WHAT TO WORK ON → The line containing "use crate::error::ClientError;" marks the end: restate word for word every line from the first line of the entries below through that one.

Collected data
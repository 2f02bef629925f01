//! Request and response types for the JSON-RPC surface.
//!
//! Quantities serialize as minimal 0x-hex; `data` and addresses pass as
//! hex strings. Response objects parse leniently since nodes disagree on
//! optional fields.

use bytes::Bytes;
use serde::{Serialize, Serializer};
use serde_json::{json, Value};

use ember_primitives::{hex_ops, Address, H256, U256};

use crate::error::ClientError;

/// Block identifier for RPC queries
#[derive(Debug, Clone, Copy, PartialEq, Eq, Default)]
pub enum BlockId {
    /// Block number
    Number(u64),
    /// Latest block
    #[default]
    Latest,
    /// Pending block (includes pending transactions)
    Pending,
    /// Earliest block (genesis)
    Earliest,
}

impl Serialize for BlockId {
    fn serialize<S: Serializer>(&self, serializer: S) -> Result<S::Ok, S::Error> {
        match self {
            BlockId::Number(n) => serializer.serialize_str(&hex_ops::u64_to_quantity(*n)),
            BlockId::Latest => serializer.serialize_str("latest"),
            BlockId::Pending => serializer.serialize_str("pending"),
            BlockId::Earliest => serializer.serialize_str("earliest"),
        }
    }
}

/// Call request for eth_call and eth_estimateGas
#[derive(Debug, Clone, Default)]
pub struct CallRequest {
    /// Sender address
    pub from: Option<Address>,
    /// Recipient address
    pub to: Option<Address>,
    /// Gas limit
    pub gas: Option<u64>,
    /// Gas price (legacy)
    pub gas_price: Option<U256>,
    /// Max fee per gas (EIP-1559)
    pub max_fee_per_gas: Option<U256>,
    /// Max priority fee per gas (EIP-1559)
    pub max_priority_fee_per_gas: Option<U256>,
    /// Value to transfer
    pub value: Option<U256>,
    /// Input data
    pub data: Option<Bytes>,
}

impl Serialize for CallRequest {
    fn serialize<S: Serializer>(&self, serializer: S) -> Result<S::Ok, S::Error> {
        use serde::ser::SerializeMap;

        let mut map = serializer.serialize_map(None)?;
        if let Some(from) = &self.from {
            map.serialize_entry("from", &from.to_hex())?;
        }
        if let Some(to) = &self.to {
            map.serialize_entry("to", &to.to_hex())?;
        }
        if let Some(gas) = &self.gas {
            map.serialize_entry("gas", &hex_ops::u64_to_quantity(*gas))?;
        }
        if let Some(gas_price) = &self.gas_price {
            map.serialize_entry("gasPrice", &hex_ops::u256_to_quantity(*gas_price))?;
        }
        if let Some(max_fee) = &self.max_fee_per_gas {
            map.serialize_entry("maxFeePerGas", &hex_ops::u256_to_quantity(*max_fee))?;
        }
        if let Some(max_priority) = &self.max_priority_fee_per_gas {
            map.serialize_entry(
                "maxPriorityFeePerGas",
                &hex_ops::u256_to_quantity(*max_priority),
            )?;
        }
        if let Some(value) = &self.value {
            map.serialize_entry("value", &hex_ops::u256_to_quantity(*value))?;
        }
        if let Some(data) = &self.data {
            map.serialize_entry("data", &hex_ops::bytes_to_hex(data))?;
        }
        map.end()
    }
}

/// A user-supplied transaction under construction.
///
/// Unset fields are auto-filled by a bound account before signing.
/// Presence of `max_fee_per_gas` selects the EIP-1559 envelope; an empty
/// `to` means contract creation.
#[derive(Debug, Clone, Default)]
pub struct TransactionRequest {
    /// Sender address (defaults to the signing account)
    pub from: Option<Address>,
    /// Recipient address (None for contract creation)
    pub to: Option<Address>,
    /// Value to transfer in wei
    pub value: U256,
    /// Input data
    pub data: Bytes,
    /// Sender nonce
    pub nonce: Option<u64>,
    /// Gas limit
    pub gas_limit: Option<u64>,
    /// Gas price (legacy transactions)
    pub gas_price: Option<U256>,
    /// Max fee per gas (EIP-1559)
    pub max_fee_per_gas: Option<U256>,
    /// Max priority fee per gas (EIP-1559)
    pub max_priority_fee_per_gas: Option<U256>,
    /// Chain id
    pub chain_id: Option<u64>,
}

impl TransactionRequest {
    /// Whether this request targets the EIP-1559 envelope
    pub fn is_eip1559(&self) -> bool {
        self.max_fee_per_gas.is_some()
    }

    /// The eth_call / eth_estimateGas view of this request
    pub fn as_call_request(&self) -> CallRequest {
        CallRequest {
            from: self.from,
            to: self.to,
            gas: self.gas_limit,
            gas_price: self.gas_price,
            max_fee_per_gas: self.max_fee_per_gas,
            max_priority_fee_per_gas: self.max_priority_fee_per_gas,
            value: if self.value.is_zero() { None } else { Some(self.value) },
            data: if self.data.is_empty() { None } else { Some(self.data.clone()) },
        }
    }

    /// JSON view used for error context
    pub fn to_json(&self) -> Value {
        serde_json::to_value(self.as_call_request()).unwrap_or(Value::Null)
    }
}

/// Log filter for eth_getLogs
#[derive(Debug, Clone, Default)]
pub struct LogFilter {
    /// Restrict to logs from this address
    pub address: Option<Address>,
    /// Topic filter; None entries are wildcards
    pub topics: Vec<Option<H256>>,
    /// Start of the block range
    pub from_block: Option<BlockId>,
    /// End of the block range
    pub to_block: Option<BlockId>,
}

impl LogFilter {
    /// The JSON filter object
    pub fn to_json(&self) -> Value {
        let mut obj = serde_json::Map::new();
        if let Some(address) = &self.address {
            obj.insert("address".into(), json!(address.to_hex()));
        }
        if !self.topics.is_empty() {
            let topics: Vec<Value> = self
                .topics
                .iter()
                .map(|t| match t {
                    Some(topic) => json!(topic.to_hex()),
                    None => Value::Null,
                })
                .collect();
            obj.insert("topics".into(), Value::Array(topics));
        }
        if let Some(from) = &self.from_block {
            obj.insert("fromBlock".into(), json!(from));
        }
        if let Some(to) = &self.to_block {
            obj.insert("toBlock".into(), json!(to));
        }
        Value::Object(obj)
    }
}

/// A log entry returned by the node
#[derive(Debug, Clone, PartialEq, Eq)]
pub struct Log {
    /// Emitting contract
    pub address: Address,
    /// Indexed topics
    pub topics: Vec<H256>,
    /// Non-indexed data
    pub data: Vec<u8>,
    /// Block the log landed in
    pub block_number: Option<u64>,
    /// Transaction that emitted it
    pub transaction_hash: Option<H256>,
    /// Position within the block
    pub log_index: Option<u64>,
}

/// A transaction receipt
#[derive(Debug, Clone, PartialEq, Eq)]
pub struct Receipt {
    /// Transaction hash
    pub transaction_hash: H256,
    /// Position within the block
    pub transaction_index: u64,
    /// Containing block hash
    pub block_hash: Option<H256>,
    /// Containing block number
    pub block_number: Option<u64>,
    /// Sender
    pub from: Address,
    /// Recipient (None for contract creation)
    pub to: Option<Address>,
    /// Created contract address, for creation transactions
    pub contract_address: Option<Address>,
    /// Gas consumed by this transaction
    pub gas_used: u64,
    /// Execution status: 1 success, 0 reverted
    pub status: u64,
    /// Logs emitted
    pub logs: Vec<Log>,
}

impl Receipt {
    /// Whether execution succeeded
    pub fn is_success(&self) -> bool {
        self.status == 1
    }
}

/// A block header view
#[derive(Debug, Clone, PartialEq, Eq)]
pub struct Block {
    /// Block number
    pub number: u64,
    /// Block hash
    pub hash: Option<H256>,
    /// Parent hash
    pub parent_hash: Option<H256>,
    /// Timestamp (seconds)
    pub timestamp: u64,
    /// EIP-1559 base fee, absent on pre-London chains
    pub base_fee_per_gas: Option<U256>,
    /// Transaction hashes included in the block
    pub transactions: Vec<H256>,
}

// ---- lenient JSON parsing ----

fn get_str<'a>(value: &'a Value, key: &str) -> Option<&'a str> {
    value.get(key).and_then(Value::as_str)
}

fn get_u64(value: &Value, key: &str) -> Result<Option<u64>, ClientError> {
    match get_str(value, key) {
        Some(s) => hex_ops::hex_to_u64(s)
            .map(Some)
            .map_err(|e| ClientError::BadData { message: format!("{}: {}", key, e) }),
        None => Ok(None),
    }
}

fn get_u256(value: &Value, key: &str) -> Result<Option<U256>, ClientError> {
    match get_str(value, key) {
        Some(s) => hex_ops::hex_to_u256(s)
            .map(Some)
            .map_err(|e| ClientError::BadData { message: format!("{}: {}", key, e) }),
        None => Ok(None),
    }
}

fn get_hash(value: &Value, key: &str) -> Result<Option<H256>, ClientError> {
    match get_str(value, key) {
        Some(s) => H256::from_hex(s)
            .map(Some)
            .map_err(|e| ClientError::BadData { message: format!("{}: {}", key, e) }),
        None => Ok(None),
    }
}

ANSWER BOX →
repository 2f02bef629925f01
//! Request and response types for the JSON-RPC surface.
//!
//! Quantities serialize as minimal 0x-hex; `data` and addresses pass as
//! hex strings. Response objects parse leniently since nodes disagree on
//! optional fields.

use bytes::Bytes;
use serde::{Serialize, Serializer};
use serde_json::{json, Value};

use ember_primitives::{hex_ops, Address, H256, U256};

use crate::error::ClientError;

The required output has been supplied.